## Records provided
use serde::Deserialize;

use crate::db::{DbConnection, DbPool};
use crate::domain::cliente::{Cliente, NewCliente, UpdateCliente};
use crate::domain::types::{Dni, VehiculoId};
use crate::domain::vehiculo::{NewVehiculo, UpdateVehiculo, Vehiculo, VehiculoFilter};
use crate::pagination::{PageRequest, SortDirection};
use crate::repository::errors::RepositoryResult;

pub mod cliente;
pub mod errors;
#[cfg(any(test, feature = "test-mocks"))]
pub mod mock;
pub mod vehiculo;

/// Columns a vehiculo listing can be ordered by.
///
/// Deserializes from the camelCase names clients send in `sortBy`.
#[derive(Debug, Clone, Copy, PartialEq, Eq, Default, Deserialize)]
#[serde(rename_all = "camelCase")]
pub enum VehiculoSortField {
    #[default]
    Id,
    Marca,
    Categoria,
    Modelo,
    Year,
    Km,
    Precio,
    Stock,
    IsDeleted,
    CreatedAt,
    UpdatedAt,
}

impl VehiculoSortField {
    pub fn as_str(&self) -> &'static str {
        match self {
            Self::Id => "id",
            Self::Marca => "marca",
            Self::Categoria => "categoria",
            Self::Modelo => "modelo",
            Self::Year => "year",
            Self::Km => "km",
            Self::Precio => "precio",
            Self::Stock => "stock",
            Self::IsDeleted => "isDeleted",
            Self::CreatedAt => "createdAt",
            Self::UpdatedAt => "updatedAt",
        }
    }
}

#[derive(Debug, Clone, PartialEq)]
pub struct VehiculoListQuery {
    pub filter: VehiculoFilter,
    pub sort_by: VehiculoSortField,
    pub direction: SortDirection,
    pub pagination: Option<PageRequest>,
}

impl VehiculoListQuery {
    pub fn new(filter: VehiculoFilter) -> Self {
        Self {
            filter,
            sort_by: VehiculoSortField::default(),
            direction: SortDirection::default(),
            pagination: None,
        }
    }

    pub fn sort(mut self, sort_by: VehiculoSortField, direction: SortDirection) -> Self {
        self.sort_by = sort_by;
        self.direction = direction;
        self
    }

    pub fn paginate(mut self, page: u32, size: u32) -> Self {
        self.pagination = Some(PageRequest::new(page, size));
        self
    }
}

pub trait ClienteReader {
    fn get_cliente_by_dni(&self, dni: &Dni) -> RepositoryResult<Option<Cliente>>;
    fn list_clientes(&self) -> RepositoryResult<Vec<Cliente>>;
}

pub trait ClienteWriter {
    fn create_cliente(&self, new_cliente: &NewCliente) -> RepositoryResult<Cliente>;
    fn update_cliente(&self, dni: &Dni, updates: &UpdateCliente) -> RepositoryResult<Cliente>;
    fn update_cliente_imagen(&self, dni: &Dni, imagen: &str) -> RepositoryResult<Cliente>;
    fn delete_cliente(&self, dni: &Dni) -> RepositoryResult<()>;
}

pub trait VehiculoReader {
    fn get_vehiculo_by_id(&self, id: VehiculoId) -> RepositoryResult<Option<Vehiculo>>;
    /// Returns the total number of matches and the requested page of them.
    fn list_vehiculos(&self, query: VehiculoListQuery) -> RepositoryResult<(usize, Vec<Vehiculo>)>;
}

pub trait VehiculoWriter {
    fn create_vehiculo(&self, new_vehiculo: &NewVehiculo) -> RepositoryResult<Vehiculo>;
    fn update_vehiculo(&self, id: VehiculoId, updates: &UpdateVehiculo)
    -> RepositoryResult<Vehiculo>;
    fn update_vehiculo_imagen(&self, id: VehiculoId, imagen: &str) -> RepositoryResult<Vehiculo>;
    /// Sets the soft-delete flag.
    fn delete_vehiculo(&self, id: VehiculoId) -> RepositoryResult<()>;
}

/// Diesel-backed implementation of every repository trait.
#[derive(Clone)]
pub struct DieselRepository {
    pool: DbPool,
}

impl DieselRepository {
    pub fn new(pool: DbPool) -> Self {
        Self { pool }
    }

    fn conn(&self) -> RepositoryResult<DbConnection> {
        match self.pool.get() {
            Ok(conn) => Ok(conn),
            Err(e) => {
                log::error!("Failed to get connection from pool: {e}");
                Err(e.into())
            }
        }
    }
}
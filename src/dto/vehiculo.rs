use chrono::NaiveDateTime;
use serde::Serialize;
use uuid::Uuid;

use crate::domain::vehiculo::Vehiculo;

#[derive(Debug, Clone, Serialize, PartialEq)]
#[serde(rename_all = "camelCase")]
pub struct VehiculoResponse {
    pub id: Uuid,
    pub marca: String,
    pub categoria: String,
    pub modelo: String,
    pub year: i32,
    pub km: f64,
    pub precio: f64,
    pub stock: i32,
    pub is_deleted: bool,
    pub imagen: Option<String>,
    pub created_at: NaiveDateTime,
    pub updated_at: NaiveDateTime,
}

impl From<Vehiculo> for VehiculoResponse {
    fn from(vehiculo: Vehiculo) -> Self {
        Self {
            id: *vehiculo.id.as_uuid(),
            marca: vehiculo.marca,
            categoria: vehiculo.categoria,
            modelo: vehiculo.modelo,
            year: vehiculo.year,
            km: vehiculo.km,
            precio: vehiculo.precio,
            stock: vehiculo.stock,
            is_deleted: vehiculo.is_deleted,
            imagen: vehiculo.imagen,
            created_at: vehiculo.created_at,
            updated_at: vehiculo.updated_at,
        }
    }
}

## Work instruction
Each entry in the data must be copied exactly.

## Task output
use serde::Deserialize;

use crate::db::{DbConnection, DbPool};
use crate::domain::cliente::{Cliente, NewCliente, UpdateCliente};
use crate::domain::types::{Dni, VehiculoId};
use crate::domain::vehiculo::{NewVehiculo, UpdateVehiculo, Vehiculo, VehiculoFilter};
use crate::pagination::{PageRequest, SortDirection};
use crate::repository::errors::RepositoryResult;

pub mod cliente;
pub mod errors;
#[cfg(any(test, feature = "test-mocks"))]
pub mod mock;
pub mod vehiculo;

/// Columns a vehiculo listing can be ordered by.
///
/// Deserializes from the camelCase names clients send in `sortBy`.
#[derive(Debug, Clone, Copy, PartialEq, Eq, Default, Deserialize)]
#[serde(rename_all = "camelCase")]
pub enum VehiculoSortField {
    #[default]
    Id,
    Marca,
    Categoria,
    Modelo,
    Year,
    Km,
    Precio,
    Stock,
    IsDeleted,
    CreatedAt,
    UpdatedAt,
}

impl VehiculoSortField {
    pub fn as_str(&self) -> &'static str {
        match self {
            Self::Id => "id",
            Self::Marca => "marca",
            Self::Categoria => "categoria",
            Self::Modelo => "modelo",
            Self::Year => "year",
            Self::Km => "km",
            Self::Precio => "precio",
            Self::Stock => "stock",
            Self::IsDeleted => "isDeleted",
            Self::CreatedAt => "createdAt",
            Self::UpdatedAt => "updatedAt",
        }
    }
}

#[derive(Debug, Clone, PartialEq)]
pub struct VehiculoListQuery {
    pub filter: VehiculoFilter,
    pub sort_by: VehiculoSortField,
    pub direction: SortDirection,
    pub pagination: Option<PageRequest>,
}

impl VehiculoListQuery {
    pub fn new(filter: VehiculoFilter) -> Self {
        Self {
            filter,
            sort_by: VehiculoSortField::default(),
            direction: SortDirection::default(),
            pagination: None,
        }
    }

    pub fn sort(mut self, sort_by: VehiculoSortField, direction: SortDirection) -> Self {
        self.sort_by = sort_by;
        self.direction = direction;
        self
    }

    pub fn paginate(mut self, page: u32, size: u32) -> Self {
        self.pagination = Some(PageRequest::new(page, size));
        self
    }
}

pub trait ClienteReader {
    fn get_cliente_by_dni(&self, dni: &Dni) -> RepositoryResult<Option<Cliente>>;
    fn list_clientes(&self) -> RepositoryResult<Vec<Cliente>>;
}

pub trait ClienteWriter {
    fn create_cliente(&self, new_cliente: &NewCliente) -> RepositoryResult<Cliente>;
    fn update_cliente(&self, dni: &Dni, updates: &UpdateCliente) -> RepositoryResult<Cliente>;
    fn update_cliente_imagen(&self, dni: &Dni, imagen: &str) -> RepositoryResult<Cliente>;
    fn delete_cliente(&self, dni: &Dni) -> RepositoryResult<()>;
}

pub trait VehiculoReader {
    fn get_vehiculo_by_id(&self, id: VehiculoId) -> RepositoryResult<Option<Vehiculo>>;
    /// Returns the total number of matches and the requested page of them.
    fn list_vehiculos(&self, query: VehiculoListQuery) -> RepositoryResult<(usize, Vec<Vehiculo>)>;
}

pub trait VehiculoWriter {
    fn create_vehiculo(&self, new_vehiculo: &NewVehiculo) -> RepositoryResult<Vehiculo>;
    fn update_vehiculo(&self, id: VehiculoId, updates: &UpdateVehiculo)
    -> RepositoryResult<Vehiculo>;
    fn update_vehiculo_imagen(&self, id: VehiculoId, imagen: &str) -> RepositoryResult<Vehiculo>;
    /// Sets the soft-delete flag.
    fn delete_vehiculo(&self, id: VehiculoId) -> RepositoryResult<()>;
}

/// Diesel-backed implementation of every repository trait.
#[derive(Clone)]
pub struct DieselRepository {
    pool: DbPool,
}

impl DieselRepository {
    pub fn new(pool: DbPool) -> Self {
        Self { pool }
    }

    fn conn(&self) -> RepositoryResult<DbConnection> {
        match self.pool.get() {
            Ok(conn) => Ok(conn),
            Err(e) => {
                log::error!("Failed to get connection from pool: {e}");
                Err(e.into())
            }
        }
    }
}
filename src/dto/vehiculo.rs
use chrono::NaiveDateTime;
use serde::Serialize;
use uuid::Uuid;

use crate::domain::vehiculo::Vehiculo;

#[derive(Debug, Clone, Serialize, PartialEq)]
#[serde(rename_all = "camelCase")]
pub struct VehiculoResponse {
    pub id: Uuid,
    pub marca: String,
    pub categoria: String,
    pub modelo: String,
    pub year: i32,
    pub km: f64,
    pub precio: f64,
    pub stock: i32,
    pub is_deleted: bool,
    pub imagen: Option<String>,
    pub created_at: NaiveDateTime,
    pub updated_at: NaiveDateTime,
}

impl From<Vehiculo> for VehiculoResponse {
    fn from(vehiculo: Vehiculo) -> Self {
        Self {
            id: *vehiculo.id.as_uuid(),
            marca: vehiculo.marca,
            categoria: vehiculo.categoria,
            modelo: vehiculo.modelo,
            year: vehiculo.year,
            km: vehiculo.km,
            precio: vehiculo.precio,
            stock: vehiculo.stock,
            is_deleted: vehiculo.is_deleted,
            imagen: vehiculo.imagen,
            created_at: vehiculo.created_at,
            updated_at: vehiculo.updated_at,
        }
    }
}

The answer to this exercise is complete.